Alexandria Ocasio-Cortez and ‘Roma’ star Yalitza Aparicio unite for domestic workers
“Roma” breakout star Yalitza Aparicio already made major strides for domestic workers by representing them onscreen in Alfonso Cuarón’s Oscar-winning film. Now, the indigenous Mexican actress and former schoolteacher is taking her activism a step further by advocating for the domestic worker community.
Aparicio recently united with Rep. Alexandria Ocasio-Cortez (D-N.Y.) in Washington, D.C., to discuss domestic workers’ rights. Following their meeting, the pair of trailblazing Latinas praised each other on social media and vowed to support domestic workers worldwide.
For the record:
1:07 PM, Feb. 26, 2020An earlier version of this story said Yalitza Aparicio was the first indigenous woman to be nominated for a lead actress Oscar. She is the first such nominee from the Americas. New Zealand’s Keisha Castle-Hughes, who is Maori, was a lead actress nominee in 2004 for “Whale Rider.”

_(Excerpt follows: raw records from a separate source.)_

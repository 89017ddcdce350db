use serde::{Deserialize, Serialize};

use super::contestant::ContestantId;

#[derive(Serialize, Deserialize, Debug, Clone, PartialEq)]
pub struct ContestantVoteStat {
    #[serde(default)]
    pub contestant_id: Option<ContestantId>,
    pub contestant_name: String,
    pub total_votes: u64,
}

#[derive(Serialize, Deserialize, Debug, Clone, PartialEq)]
pub struct DashboardStats {
    pub voting_line_name: String,
    pub stats: Vec<ContestantVoteStat>,
}

impl DashboardStats {
    /// Largest per-contestant total, used to scale the bars.
    pub fn peak(&self) -> u64 {
        self.stats.iter().map(|s| s.total_votes).max().unwrap_or(0)
    }
}
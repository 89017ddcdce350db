//! Thin request/response layer over the voting backend.
//!
//! Every function takes the shared [`reqwest::Client`] and the API base URL,
//! plus a bearer token when the endpoint needs one. Tokens are passed in by
//! the caller; nothing here reads or writes session storage.

use log::error;
use reqwest::Response;
use serde::de::DeserializeOwned;

use crate::error::ApiError;

pub mod admin;
pub mod auth;
pub mod contestants;
pub mod vote;
pub mod voting_lines;

fn bearer(token: &str) -> String {
    format!("Bearer {}", token)
}

fn endpoint(base_url: &str, path: &str) -> String {
    format!("{}{}", base_url.trim_end_matches('/'), path)
}

async fn read_json<T: DeserializeOwned>(resp: Response, what: &str) -> Result<T, ApiError> {
    let status = resp.status();
    if status.is_success() {
        Ok(resp.json::<T>().await?)
    } else {
        error!("Failed to {}: {}", what, status);
        Err(ApiError::from_status(status))
    }
}

async fn expect_success(resp: Response, what: &str) -> Result<(), ApiError> {
    let status = resp.status();
    if status.is_success() {
        Ok(())
    } else {
        error!("Failed to {}: {}", what, status);
        Err(ApiError::from_status(status))
    }
}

“ ‘When you fight for the rights of domestic workers, it’s not only for and by those women, but also so that their children can have a better future.’ These inspiring words from Alexandria Ocasio-Cortez I will hold forever in my heart,” Aparicio wrote in Spanish on Wednesday.
“I had the honor of meeting this strong, talented and brave woman who works day after day to improve the social conditions in her country. Thanks to our meeting, we can listen to each other and share our point of view about the rights of domestic workers.”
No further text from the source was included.